Cuma geldi geçiyor işte, hayatın her gününü tüketişimiz gibi. Zamanın bu kadar hem içinde olup hem de ona sahip olamayışımızla da dışında kalışımız beni her zaman kötü hissettirmiştir. Şu dünya da ki çırpınışlarımız, iş güç, aile, arkadaşlıklar, mutluluklarımız, üzüntülerimiz, çabalarımız, her şey ama her şey aslında ne kadar gelip geçici. Evrende minicik noktayız diyoruz ama yere göğe sığmayan hayallerimiz var, beklentilerimiz var. İyi ki de var, yoksa başka ne bağlar ki bu dünyaya bizi.

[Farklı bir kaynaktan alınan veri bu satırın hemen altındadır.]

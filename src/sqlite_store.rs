//! SQLite-backed entitlement store and usage ledger.
//!
//! All statements that mutate counters are single atomic upserts
//! (`INSERT .. ON CONFLICT DO UPDATE SET c = c + excluded.c`), never a read
//! followed by a write in application code, so concurrent requests for the
//! same principal cannot lose updates.

use std::path::{Path, PathBuf};
use std::time::Duration;

use async_trait::async_trait;
use rusqlite::OptionalExtension;
use thiserror::Error;

use crate::entitlement::{
    EntitlementStore, Principal, SubscriptionStatus, Transition, now_millis,
};
use crate::gate::QuotaError;
use crate::identity::PrincipalId;
use crate::ledger::{ActionKind, UsageLedger, UsageRecord, UtcDay};
use crate::policy::Tier;

#[derive(Clone, Debug)]
pub struct SqliteStore {
    path: PathBuf,
}

#[derive(Debug, Error)]
pub enum SqliteStoreError {
    #[error("sqlite join error: {0}")]
    Join(#[from] tokio::task::JoinError),
    #[error("sqlite error: {0}")]
    Sqlite(#[from] rusqlite::Error),
}

impl From<SqliteStoreError> for QuotaError {
    fn from(err: SqliteStoreError) -> Self {
        QuotaError::StoreUnavailable(err.to_string())
    }
}

/// One applied entitlement transition, for after-the-fact auditing.
#[derive(Clone, Debug, PartialEq, Eq)]
pub struct EntitlementLogRecord {
    pub id: i64,
    pub ts_ms: u64,
    pub customer_ref: String,
    pub tier: Tier,
    pub subscription_status: SubscriptionStatus,
}

/// One principal's usage row, for operator inspection.
#[derive(Clone, Debug, PartialEq, Eq)]
pub struct UsageRow {
    pub principal_id: PrincipalId,
    pub record: UsageRecord,
}

impl SqliteStore {
    pub fn new(path: impl Into<PathBuf>) -> Self {
        Self { path: path.into() }
    }

    pub fn path(&self) -> &Path {
        &self.path
    }

    pub async fn init(&self) -> Result<(), SqliteStoreError> {
        let path = self.path.clone();
        tokio::task::spawn_blocking(move || -> Result<(), SqliteStoreError> {
            let conn = open_connection(path)?;
            init_schema(&conn)?;
            Ok(())
        })
        .await?
    }

    async fn get_or_create_principal(
        &self,
        principal_id: &PrincipalId,
    ) -> Result<Principal, SqliteStoreError> {
        let path = self.path.clone();
        let id = principal_id.as_str().to_string();
        let ts_ms = now_millis();

        tokio::task::spawn_blocking(move || -> Result<Principal, SqliteStoreError> {
            let mut conn = open_connection(path)?;
            init_schema(&conn)?;
            let tx = conn.transaction()?;

            tx.execute(
                "INSERT OR IGNORE INTO principals (principal_id, tier, subscription_status, created_at_ms)
                 VALUES (?1, 'free', 'inactive', ?2)",
                rusqlite::params![id, ts_ms as i64],
            )?;

            let row = tx.query_row(
                "SELECT tier, subscription_status, payment_customer_ref, created_at_ms
                 FROM principals WHERE principal_id = ?1",
                rusqlite::params![id],
                |row| {
                    Ok((
                        row.get::<_, String>(0)?,
                        row.get::<_, String>(1)?,
                        row.get::<_, Option<String>>(2)?,
                        row.get::<_, i64>(3)?,
                    ))
                },
            )?;
            tx.commit()?;

            let (tier, status, customer_ref, created_at_ms) = row;
            Ok(Principal {
                principal_id: PrincipalId::from(id),
                tier: Tier::parse(&tier),
                subscription_status: SubscriptionStatus::parse(&status),
                payment_customer_ref: customer_ref,
                created_at_ms: i64_to_u64(created_at_ms),
            })
        })
        .await?
    }

    async fn apply_transition_row(
        &self,
        customer_ref: &str,
        tier: Tier,
        status: SubscriptionStatus,
    ) -> Result<Transition, SqliteStoreError> {
        let path = self.path.clone();
        let customer_ref = customer_ref.to_string();
        let ts_ms = now_millis();

        tokio::task::spawn_blocking(move || -> Result<Transition, SqliteStoreError> {
            let mut conn = open_connection(path)?;
            init_schema(&conn)?;
            let tx = conn.transaction()?;

            let changed = tx.execute(
                "UPDATE principals
                 SET tier = ?2, subscription_status = ?3
                 WHERE payment_customer_ref = ?1",
                rusqlite::params![customer_ref, tier.as_str(), status.as_str()],
            )?;

            if changed == 0 {
                tx.commit()?;
                return Ok(Transition::NoMatch);
            }

            tx.execute(
                "INSERT INTO entitlement_log (ts_ms, customer_ref, tier, subscription_status)
                 VALUES (?1, ?2, ?3, ?4)",
                rusqlite::params![ts_ms as i64, customer_ref, tier.as_str(), status.as_str()],
            )?;

            tx.commit()?;
            Ok(Transition::Applied)
        })
        .await?
    }

    async fn link_customer_ref_row(
        &self,
        principal_id: &PrincipalId,
        customer_ref: &str,
    ) -> Result<(), SqliteStoreError> {
        let path = self.path.clone();
        let id = principal_id.as_str().to_string();
        let customer_ref = customer_ref.to_string();
        let ts_ms = now_millis();

        tokio::task::spawn_blocking(move || -> Result<(), SqliteStoreError> {
            let mut conn = open_connection(path)?;
            init_schema(&conn)?;
            let tx = conn.transaction()?;

            tx.execute(
                "INSERT OR IGNORE INTO principals (principal_id, tier, subscription_status, created_at_ms)
                 VALUES (?1, 'free', 'inactive', ?2)",
                rusqlite::params![id, ts_ms as i64],
            )?;
            tx.execute(
                "UPDATE principals SET payment_customer_ref = ?2 WHERE principal_id = ?1",
                rusqlite::params![id, customer_ref],
            )?;

            tx.commit()?;
            Ok(())
        })
        .await?
    }

    async fn get_usage(
        &self,
        principal_id: &PrincipalId,
        day: UtcDay,
    ) -> Result<UsageRecord, SqliteStoreError> {
        let path = self.path.clone();
        let id = principal_id.as_str().to_string();
        let day_key = day.to_string();

        tokio::task::spawn_blocking(move || -> Result<UsageRecord, SqliteStoreError> {
            let conn = open_connection(path)?;
            init_schema(&conn)?;

            let row: Option<(i64, i64, i64)> = conn
                .query_row(
                    "SELECT chat_count, web_search_count, tokens
                     FROM usage_daily WHERE principal_id = ?1 AND day = ?2",
                    rusqlite::params![id, day_key],
                    |row| Ok((row.get(0)?, row.get(1)?, row.get(2)?)),
                )
                .optional()?;

            Ok(match row {
                Some((chat, web_search, tokens)) => UsageRecord {
                    day,
                    chat: i64_to_u64(chat),
                    web_search: i64_to_u64(web_search),
                    tokens: i64_to_u64(tokens),
                },
                None => UsageRecord::zeroed(day),
            })
        })
        .await?
    }

    async fn increment_usage(
        &self,
        principal_id: &PrincipalId,
        day: UtcDay,
        kind: ActionKind,
        amount: u64,
        tokens: u64,
    ) -> Result<(), SqliteStoreError> {
        let path = self.path.clone();
        let id = principal_id.as_str().to_string();
        let day_key = day.to_string();
        let ts_ms = now_millis();
        let (chat, web_search) = match kind {
            ActionKind::Chat => (u64_to_i64(amount), 0),
            ActionKind::WebSearch => (0, u64_to_i64(amount)),
        };
        let tokens_i64 = u64_to_i64(tokens);

        tokio::task::spawn_blocking(move || -> Result<(), SqliteStoreError> {
            let conn = open_connection(path)?;
            init_schema(&conn)?;

            conn.execute(
                "INSERT INTO usage_daily (principal_id, day, chat_count, web_search_count, tokens, updated_at_ms)
                 VALUES (?1, ?2, ?3, ?4, ?5, ?6)
                 ON CONFLICT(principal_id, day) DO UPDATE SET
                     chat_count = chat_count + excluded.chat_count,
                     web_search_count = web_search_count + excluded.web_search_count,
                     tokens = tokens + excluded.tokens,
                     updated_at_ms = excluded.updated_at_ms",
                rusqlite::params![id, day_key, chat, web_search, tokens_i64, ts_ms as i64],
            )?;
            Ok(())
        })
        .await?
    }

    pub async fn list_principals(&self) -> Result<Vec<Principal>, SqliteStoreError> {
        let path = self.path.clone();
        tokio::task::spawn_blocking(move || -> Result<Vec<Principal>, SqliteStoreError> {
            let conn = open_connection(path)?;
            init_schema(&conn)?;

            let mut stmt = conn.prepare(
                "SELECT principal_id, tier, subscription_status, payment_customer_ref, created_at_ms
                 FROM principals ORDER BY principal_id",
            )?;
            let rows = stmt.query_map([], |row| {
                Ok((
                    row.get::<_, String>(0)?,
                    row.get::<_, String>(1)?,
                    row.get::<_, String>(2)?,
                    row.get::<_, Option<String>>(3)?,
                    row.get::<_, i64>(4)?,
                ))
            })?;

            let mut out = Vec::new();
            for row in rows {
                let (id, tier, status, customer_ref, created_at_ms) = row?;
                out.push(Principal {
                    principal_id: PrincipalId::from(id),
                    tier: Tier::parse(&tier),
                    subscription_status: SubscriptionStatus::parse(&status),
                    payment_customer_ref: customer_ref,
                    created_at_ms: i64_to_u64(created_at_ms),
                });
            }
            Ok(out)
        })
        .await?
    }

    pub async fn list_usage(&self, day: UtcDay) -> Result<Vec<UsageRow>, SqliteStoreError> {
        let path = self.path.clone();
        let day_key = day.to_string();
        tokio::task::spawn_blocking(move || -> Result<Vec<UsageRow>, SqliteStoreError> {
            let conn = open_connection(path)?;
            init_schema(&conn)?;

            let mut stmt = conn.prepare(
                "SELECT principal_id, chat_count, web_search_count, tokens
                 FROM usage_daily WHERE day = ?1 ORDER BY principal_id",
            )?;
            let rows = stmt.query_map(rusqlite::params![day_key], |row| {
                Ok((
                    row.get::<_, String>(0)?,
                    row.get::<_, i64>(1)?,
                    row.get::<_, i64>(2)?,
                    row.get::<_, i64>(3)?,
                ))
            })?;

            let mut out = Vec::new();
            for row in rows {
                let (id, chat, web_search, tokens) = row?;
                out.push(UsageRow {
                    principal_id: PrincipalId::from(id),
                    record: UsageRecord {
                        day,
                        chat: i64_to_u64(chat),
                        web_search: i64_to_u64(web_search),
                        tokens: i64_to_u64(tokens),
                    },
                });
            }
            Ok(out)
        })
        .await?
    }

    pub async fn list_entitlement_log(
        &self,
        limit: usize,
    ) -> Result<Vec<EntitlementLogRecord>, SqliteStoreError> {
        let path = self.path.clone();
        let limit = i64::try_from(limit.max(1)).unwrap_or(i64::MAX);
        tokio::task::spawn_blocking(
            move || -> Result<Vec<EntitlementLogRecord>, SqliteStoreError> {
                let conn = open_connection(path)?;
                init_schema(&conn)?;

                let mut stmt = conn.prepare(
                    "SELECT id, ts_ms, customer_ref, tier, subscription_status
                     FROM entitlement_log ORDER BY id DESC LIMIT ?1",
                )?;
                let rows = stmt.query_map(rusqlite::params![limit], |row| {
                    Ok((
                        row.get::<_, i64>(0)?,
                        row.get::<_, i64>(1)?,
                        row.get::<_, String>(2)?,
                        row.get::<_, String>(3)?,
                        row.get::<_, String>(4)?,
                    ))
                })?;

                let mut out = Vec::new();
                for row in rows {
                    let (id, ts_ms, customer_ref, tier, status) = row?;
                    out.push(EntitlementLogRecord {
                        id,
                        ts_ms: i64_to_u64(ts_ms),
                        customer_ref,
                        tier: Tier::parse(&tier),
                        subscription_status: SubscriptionStatus::parse(&status),
                    });
                }
                Ok(out)
            },
        )
        .await?
    }
}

Ya da nasıl katlanırdık bu fani hayatımızın bir anda ellerimizden kayıp gidecek olan potansiyeline.
Hayatın ayakları yere basan tarafındayım yaş olarak artık. Bu bıkkınlığı getiriyor çoğu zaman. Her yaptığımızın anlamsız gelmesi yeni değil ama yaşamaya mecburuz. Şu salgından sıkıldım, eve kapandım, gezmem tozmam bitti demesi gereken ilk insanlardanım yaşantı olarak. Ama bu sürece büyük bir olgunlukla yaklaşıyorum. Çünkü bu süreç olması gereken ya da çatlasak da patlasak da bu oluyor işte. Bizim açımızdan bazı durumlara ilaç gibi bile geldi. Mesela ocak ayında hastalanan ve yatalak olup bize bağımlı olan eşimin babasına birebir bakıyoruz. Herkes gibi yatılı birini tutabilirdik, belki zaman gelecek böyle olacak ama bu süreçte zaten evlerdeyiz diyerek onunla devamlı birlikteyiz. Bir anda yatağa bağlanan insanın evlatlarını yanı başında bulması ne kadar önemli.
Bizim bu haftamız dedemizin evinde geçti daha çok. Onun bakımıyla ilgilenmek, yedirmek içirmek başlı başına iş , iki insan evde fır dönüyorsun. Ama bu da bir süreç ve yapmamız gereken bu diyerek hayata devam ediyoruz.
Pastasız olmaz bunu bilen görümcem benim için yaptı bayramda. Acı şeyler yaşasan da kahveler içiliyor bu dünya da , ne garip!